It would be an understatement to say that advertising as the main business model of the internet is in a crisis.
For a start, there is the fact that Google and Facebook between them suck up most of the revenue from digital advertising. They accounted for 99% of revenue growth in digital advertising in the US in 2016 and took 77% of all advertising spending in that same year.
Then there is the growth of ad blockers, whose use grew 30% also in 2016. Worse still, attempts to simply deny access to users with ad blockers (until they whitelisted the site) resulted in 74% of users simply leaving and not visiting that site.
If that wasn’t bad enough, Google is joining the ad blocking fight by building ad blocking directly into its Chrome browser. To cap it all, Apple has introduced intelligent ad-tracking prevention into Safari that has resulted in the American Association of Advertising Agencies to publicly oppose the move.

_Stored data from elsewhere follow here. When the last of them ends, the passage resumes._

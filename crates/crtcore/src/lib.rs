//! Pure viewer logic: letterbox placement, the tunable shader parameter
//! set, the parameter-menu state machine with its key-repeat timing, and the
//! gallery selection. No GPU, window, or clock types appear here; the host
//! drives everything through explicit per-frame calls.

mod gallery;
mod letterbox;
mod menu;
mod params;
mod session;

pub use gallery::{Gallery, GalleryEntry};
pub use letterbox::{compute_letterbox, LetterBox, Vec2};
pub use menu::{InputAction, KeyRepeat, Menu, MenuKey};
pub use params::{Direction, ParamError, ParamSet, ShaderParam};
pub use session::{Session, SessionEvent};
//! GPU state for the viewer: one context, one CRT pipeline, and a texture
//! per gallery image. The host hands in a letterbox transform and the
//! name-keyed parameter values each frame; export renders the same scene
//! offscreen and encodes it to PNG.

mod context;
mod pipeline;
mod uniforms;

use std::path::Path;

use anyhow::{Context as AnyhowContext, Result};
use crtcore::{LetterBox, ParamSet, Vec2};
use winit::dpi::PhysicalSize;

use context::GpuContext;
use pipeline::{CrtPipeline, ImageTexture};
use uniforms::CrtUniforms;

use crate::types::GalleryImage;

pub(crate) struct GpuState {
    context: GpuContext,
    pipeline: CrtPipeline,
    textures: Vec<ImageTexture>,
    current: usize,
    uniforms: CrtUniforms,
}

impl GpuState {
    pub(crate) fn new<T>(
        target: &T,
        initial_size: PhysicalSize<u32>,
        images: &[GalleryImage],
    ) -> Result<Self>
    where
        T: raw_window_handle::HasDisplayHandle + raw_window_handle::HasWindowHandle,
    {
        let context = GpuContext::new(target, initial_size)?;
        let pipeline = CrtPipeline::new(&context.device, context.surface_format)?;
        let textures = images
            .iter()
            .map(|image| {
                pipeline.upload_image(&context.device, &context.queue, &image.desc, &image.pixels)
            })
            .collect();

        Ok(Self {
            context,
            pipeline,
            textures,
            current: 0,
            uniforms: CrtUniforms::new(),
        })
    }

    pub(crate) fn size(&self) -> PhysicalSize<u32> {
        self.context.size
    }

    pub(crate) fn resize(&mut self, new_size: PhysicalSize<u32>) {
        self.context.resize(new_size);
    }

    pub(crate) fn set_current_image(&mut self, index: usize) {
        debug_assert!(index < self.textures.len(), "image index out of range");
        self.current = index;
    }

    fn write_uniforms(
        &mut self,
        surface: (f32, f32),
        letterbox: LetterBox,
        content: Vec2,
        params: &ParamSet,
    ) {
        let (origin, size) = letterbox.placement(content);
        self.uniforms.set_surface(surface.0, surface.1);
        self.uniforms
            .set_rect(origin.x as f32, origin.y as f32, size.x as f32, size.y as f32);
        self.uniforms.set_texture_size(content.x as f32, content.y as f32);
        self.uniforms.apply_params(params.values());
        self.context.queue.write_buffer(
            &self.pipeline.uniform_buffer,
            0,
            bytemuck::bytes_of(&self.uniforms),
        );
    }

    /// Renders the current image through the CRT pipeline and presents it.
    pub(crate) fn render(
        &mut self,
        letterbox: LetterBox,
        content: Vec2,
        params: &ParamSet,
    ) -> Result<(), wgpu::SurfaceError> {
        let surface = (
            self.context.size.width.max(1) as f32,
            self.context.size.height.max(1) as f32,
        );
        self.write_uniforms(surface, letterbox, content, params);

        let frame = self.context.surface.get_current_texture()?;
        let view = frame
            .texture
            .create_view(&wgpu::TextureViewDescriptor::default());
        let mut encoder = self
            .context
            .device
            .create_command_encoder(&wgpu::CommandEncoderDescriptor {
                label: Some("render encoder"),
            });

        self.encode_pass(&mut encoder, &view, &self.pipeline.pipeline);

        self.context.queue.submit(std::iter::once(encoder.finish()));
        frame.present();
        Ok(())
    }

    /// Renders the current image offscreen at `width`x`height` and writes a
    /// PNG to `path`.
    pub(crate) fn render_to_png(
        &mut self,
        path: &Path,
        width: u32,
        height: u32,
        letterbox: LetterBox,
        content: Vec2,
        params: &ParamSet,
    ) -> Result<()> {
        self.write_uniforms((width as f32, height as f32), letterbox, content, params);

        let extent = wgpu::Extent3d {
            width,
            height,
            depth_or_array_layers: 1,
        };
        let target = self.context.device.create_texture(&wgpu::TextureDescriptor {
            label: Some("export target"),
            size: extent,
            mip_level_count: 1,
            sample_count: 1,
            dimension: wgpu::TextureDimension::D2,
            // The shader writes gamma-encoded values; store them untouched.
            format: wgpu::TextureFormat::Rgba8Unorm,
            usage: wgpu::TextureUsages::RENDER_ATTACHMENT | wgpu::TextureUsages::COPY_SRC,
            view_formats: &[],
        });
        let view = target.create_view(&wgpu::TextureViewDescriptor::default());

        // The surface pipeline may target a different format (usually BGRA);
        // exports get their own pipeline aimed at the readback texture.
        let export_pipeline = if self.context.surface_format == wgpu::TextureFormat::Rgba8Unorm {
            None
        } else {
            Some(
                self.pipeline
                    .pipeline_for(&self.context.device, wgpu::TextureFormat::Rgba8Unorm),
            )
        };
        let pipeline = export_pipeline.as_ref().unwrap_or(&self.pipeline.pipeline);

        // COPY_BYTES_PER_ROW_ALIGNMENT is 256; pad each row up to it.
        let bytes_per_pixel = 4u32;
        let unpadded_bytes_per_row = width * bytes_per_pixel;
        let align = wgpu::COPY_BYTES_PER_ROW_ALIGNMENT;
        let padded_bytes_per_row = unpadded_bytes_per_row.div_ceil(align) * align;

        let readback = self.context.device.create_buffer(&wgpu::BufferDescriptor {
            label: Some("export readback"),
            size: u64::from(padded_bytes_per_row) * u64::from(height),
            usage: wgpu::BufferUsages::MAP_READ | wgpu::BufferUsages::COPY_DST,
            mapped_at_creation: false,
        });

        let mut encoder = self
            .context
            .device
            .create_command_encoder(&wgpu::CommandEncoderDescriptor {
                label: Some("export encoder"),
            });
        self.encode_pass(&mut encoder, &view, pipeline);
        encoder.copy_texture_to_buffer(
            wgpu::TexelCopyTextureInfo {
                texture: &target,
                mip_level: 0,
                origin: wgpu::Origin3d::ZERO,
                aspect: wgpu::TextureAspect::All,
            },
            wgpu::TexelCopyBufferInfo {
                buffer: &readback,
                layout: wgpu::TexelCopyBufferLayout {
                    offset: 0,
                    bytes_per_row: Some(padded_bytes_per_row),
                    rows_per_image: Some(height),
                },
            },
            extent,
        );
        self.context.queue.submit(std::iter::once(encoder.finish()));

        let slice = readback.slice(..);
        let (tx, rx) = std::sync::mpsc::channel();
        slice.map_async(wgpu::MapMode::Read, move |result| {
            let _ = tx.send(result);
        });
        self.context
            .device
            .poll(wgpu::PollType::Wait)
            .context("failed to poll device for export readback")?;
        rx.recv()
            .context("export readback channel closed")?
            .context("failed to map export readback buffer")?;

        let mapped = slice.get_mapped_range();
        let mut rgba = Vec::with_capacity((width * height * bytes_per_pixel) as usize);
        for row in mapped.chunks(padded_bytes_per_row as usize) {
            rgba.extend_from_slice(&row[..unpadded_bytes_per_row as usize]);
        }
        drop(mapped);
        readback.unmap();

        let image = image::RgbaImage::from_raw(width, height, rgba)
            .context("export readback produced an unexpected byte count")?;
        image
            .save(path)
            .with_context(|| format!("failed to write PNG to {}", path.display()))?;
        tracing::info!(path = %path.display(), width, height, "exported frame");
        Ok(())
    }

    fn encode_pass(
        &self,
        encoder: &mut wgpu::CommandEncoder,
        view: &wgpu::TextureView,
        pipeline: &wgpu::RenderPipeline,
    ) {
        let mut render_pass = encoder.begin_render_pass(&wgpu::RenderPassDescriptor {
            label: Some("crt pass"),
            color_attachments: &[Some(wgpu::RenderPassColorAttachment {
                view,
                depth_slice: None,
                resolve_target: None,
                ops: wgpu::Operations {
                    load: wgpu::LoadOp::Clear(wgpu::Color::BLACK),
                    store: wgpu::StoreOp::Store,
                },
            })],
            depth_stencil_attachment: None,
            occlusion_query_set: None,
            timestamp_writes: None,
        });
        render_pass.set_pipeline(pipeline);
        render_pass.set_bind_group(0, &self.textures[self.current].bind_group, &[]);
        render_pass.draw(0..3, 0..1);
    }
}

Like it or not, advertising, and the battle for the public’s attention, is one of the principal means of supporting everything on the web that is free. Charging for services has been a long and hard battle that has only worked for some companies in some areas of the web.
This is what makes a recent move to generate revenue using a relatively untapped user resource an intriguing possibility.
The Pirate Bay website is infamous for providing access to pirated copies of movies, music and other digital media. It recently ran an experiment where certain visitors to the site had a program run on their computers that “mined” the cryptocurrency Monero for as long as the visitors stayed on that page. Users noted the spike in the utilisation of their computer processor and discovered that the site was secretly running a program without their knowledge.
The Pirate Bay later released a statement saying that they had been testing the code as a possible way of replacing advertising as a means of creating revenue. Initially, there had been a bug which allowed the program to claim all of the processing power of the computer when only a smaller amount was intended to be used.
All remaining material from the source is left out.